Work item => Scan the records for the word "NamedTempFile". Report each line where it occurs.

————

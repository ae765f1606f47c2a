use std::fmt;
use std::sync::Arc;

use futures::stream::{self, BoxStream};
use futures::StreamExt;
use serde::Serialize;
use tokio_util::sync::CancellationToken;

use crate::config::{OnError, PipelineConfig};
use crate::error::{ConfigError, ErrorKind, PipelineError, StoreError};
use crate::event::{Event, EventSink, LogSink, Outcome, Stage};
use crate::fetcher::Fetcher;
use crate::listing::{Discoverer, ListingItem};
use crate::record::RecordParser;
use crate::resource::{FetchOutcome, FieldValue, Record, ResourceDescriptor};
use crate::store::{ContentHash, ContentStore, HintLedger, RecordStore};

/// Run-level state. Only moves forward; `Done` and `Failed` are terminal.
#[derive(Debug, Clone, PartialEq, Eq, Serialize)]
#[serde(tag = "state", rename_all = "camelCase")]
pub enum RunState {
    Discovering,
    Fetching,
    Parsing,
    Storing,
    Done,
    Failed { stage: Stage, reason: String },
}

impl RunState {
    fn rank(&self) -> u8 {
        match self {
            Self::Discovering => 0,
            Self::Fetching => 1,
            Self::Parsing => 2,
            Self::Storing => 3,
            Self::Done | Self::Failed { .. } => 4,
        }
    }

    fn reached(stage: Stage) -> Self {
        match stage {
            Stage::Discover => Self::Discovering,
            Stage::Fetch => Self::Fetching,
            Stage::Parse => Self::Parsing,
            Stage::Store => Self::Storing,
        }
    }

    /// Stage a failure at this point would be attributed to.
    pub fn stage(&self) -> Stage {
        match self {
            Self::Discovering => Stage::Discover,
            Self::Fetching => Stage::Fetch,
            Self::Parsing => Stage::Parse,
            Self::Storing | Self::Done => Stage::Store,
            Self::Failed { stage, .. } => *stage,
        }
    }

    pub fn is_terminal(&self) -> bool {
        matches!(self, Self::Done | Self::Failed { .. })
    }

    /// Moves to `next` if it lies further along. Returns whether it moved.
    pub fn advance(&mut self, next: RunState) -> bool {
        if self.is_terminal() || next.rank() <= self.rank() {
            return false;
        }
        *self = next;
        true
    }
}

impl fmt::Display for RunState {
    fn fmt(&self, f: &mut fmt::Formatter<'_>) -> fmt::Result {
        match self {
            Self::Discovering => f.write_str("discovering"),
            Self::Fetching => f.write_str("fetching"),
            Self::Parsing => f.write_str("parsing"),
            Self::Storing => f.write_str("storing"),
            Self::Done => f.write_str("done"),
            Self::Failed { stage, reason } => write!(f, "failed during {stage}: {reason}"),
        }
    }
}

/// A resource that could not be brought into the store.
#[derive(Debug, Clone, PartialEq, Eq, Serialize)]
#[serde(rename_all = "camelCase")]
pub struct ResourceFailure {
    pub external_id: String,
    pub url: String,
    pub kind: ErrorKind,
    pub message: String,
    pub attempts: u32,
}

impl ResourceFailure {
    fn new(
        descriptor: &ResourceDescriptor,
        kind: ErrorKind,
        message: impl fmt::Display,
        attempts: u32,
    ) -> Self {
        Self {
            external_id: descriptor.external_id.clone(),
            url: descriptor.url.clone(),
            kind,
            message: message.to_string(),
            attempts,
        }
    }
}
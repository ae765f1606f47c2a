//! Durable local state: raw payloads, normalized records and listing hints.

mod content;
mod hints;
mod records;

use std::fmt;
use std::io::Write;
use std::path::Path;
use std::str::FromStr;

use serde::{Deserialize, Deserializer, Serialize, Serializer};
use sha2::{Digest, Sha256};
use tempfile::NamedTempFile;

pub use content::ContentStore;
pub use hints::HintLedger;
pub use records::{RecordFilter, RecordStore, Upsert};

use crate::error::StoreError;

/// SHA-256 digest of a payload's bytes.
#[derive(Clone, Copy, PartialEq, Eq, Hash, PartialOrd, Ord)]
pub struct ContentHash([u8; 32]);

impl ContentHash {
    pub fn of(bytes: &[u8]) -> Self {
        Self(Sha256::digest(bytes).into())
    }

    pub fn to_hex(&self) -> String {
        hex::encode(self.0)
    }
}

impl fmt::Display for ContentHash {
    fn fmt(&self, f: &mut fmt::Formatter<'_>) -> fmt::Result {
        f.write_str(&self.to_hex())
    }
}

impl fmt::Debug for ContentHash {
    fn fmt(&self, f: &mut fmt::Formatter<'_>) -> fmt::Result {
        write!(f, "ContentHash({})", self.to_hex())
    }
}

impl FromStr for ContentHash {
    type Err = hex::FromHexError;

    fn from_str(s: &str) -> Result<Self, Self::Err> {
        let mut digest = [0u8; 32];
        hex::decode_to_slice(s, &mut digest)?;
        Ok(Self(digest))
    }
}

impl Serialize for ContentHash {
    fn serialize<S: Serializer>(&self, serializer: S) -> Result<S::Ok, S::Error> {
        serializer.serialize_str(&self.to_hex())
    }
}

impl<'de> Deserialize<'de> for ContentHash {
    fn deserialize<D: Deserializer<'de>>(deserializer: D) -> Result<Self, D::Error> {
        let s = String::deserialize(deserializer)?;
        s.parse().map_err(serde::de::Error::custom)
    }
}

/// Writes `bytes` next to `path` then renames it into place.
///
/// With `clobber` unset an existing target is left untouched and `Ok(false)`
/// is returned.
pub(crate) fn write_atomic(path: &Path, bytes: &[u8], clobber: bool) -> Result<bool, StoreError> {
    let dir = path
        .parent()
        .ok_or_else(|| StoreError::NotFound(format!("parent of {}", path.display())))?;
    fs_err::create_dir_all(dir)?;

    let mut tmp = NamedTempFile::new_in(dir)?;
    tmp.write_all(bytes)?;
    tmp.as_file().sync_all()?;

    if clobber {
        tmp.persist(path).map_err(|e| StoreError::Io(e.error))?;
        return Ok(true);
    }
    match tmp.persist_noclobber(path) {
        Ok(_) => Ok(true),
        Err(e) if e.error.kind() == std::io::ErrorKind::AlreadyExists => Ok(false),
        Err(e) => Err(StoreError::Io(e.error)),
    }
}
use std::collections::BTreeMap;
use std::path::{Path, PathBuf};
use std::sync::Mutex;

use crate::error::StoreError;
use crate::store::write_atomic;

/// Last-modified hints of fully stored resources, keyed by external id.
#[derive(Debug)]
pub struct HintLedger {
    path: PathBuf,
    hints: Mutex<BTreeMap<String, String>>,
}

impl HintLedger {
    pub fn open(path: impl AsRef<Path>) -> Result<Self, StoreError> {
        let path = path.as_ref().to_path_buf();
        let hints = match fs_err::read(&path) {
            Ok(bytes) => serde_json::from_slice(&bytes).map_err(|source| StoreError::Serde {
                path: path.clone(),
                source,
            })?,
            Err(e) if e.kind() == std::io::ErrorKind::NotFound => BTreeMap::new(),
            Err(e) => return Err(e.into()),
        };
        Ok(Self {
            path,
            hints: Mutex::new(hints),
        })
    }

    /// True when `hint` equals the one recorded for `external_id`.
    pub fn is_unchanged(&self, external_id: &str, hint: &str) -> bool {
        self.hints
            .lock()
            .unwrap_or_else(|e| e.into_inner())
            .get(external_id)
            .map(|recorded| recorded == hint)
            .unwrap_or(false)
    }

    pub fn get(&self, external_id: &str) -> Option<String> {
        self.hints
            .lock()
            .unwrap_or_else(|e| e.into_inner())
            .get(external_id)
            .cloned()
    }

    pub fn record(&self, external_id: &str, hint: &str) {
        self.hints
            .lock()
            .unwrap_or_else(|e| e.into_inner())
            .insert(external_id.to_string(), hint.to_string());
    }

    pub fn flush(&self) -> Result<(), StoreError> {
        let hints = self.hints.lock().unwrap_or_else(|e| e.into_inner());
        let bytes = serde_json::to_vec_pretty(&*hints).map_err(|source| StoreError::Serde {
            path: self.path.clone(),
            source,
        })?;
        write_atomic(&self.path, &bytes, true)?;
        Ok(())
    }
}

#[cfg(test)]
mod tests {
    use super::*;

    #[test]
    fn recorded_hints_survive_flush() {
        let dir = tempfile::tempdir().unwrap();
        let path = dir.path().join("hints.json");

        let ledger = HintLedger::open(&path).unwrap();
        assert!(!ledger.is_unchanged("a", "2024-01-01"));
        ledger.record("a", "2024-01-01");
        ledger.flush().unwrap();

        let ledger = HintLedger::open(&path).unwrap();
        assert!(ledger.is_unchanged("a", "2024-01-01"));
        assert!(!ledger.is_unchanged("a", "2024-02-01"));
        assert_eq!(ledger.get("b"), None);
    }
}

————

Your response =>
use tempfile::NamedTempFile;
    let mut tmp = NamedTempFile::new_in(dir)?;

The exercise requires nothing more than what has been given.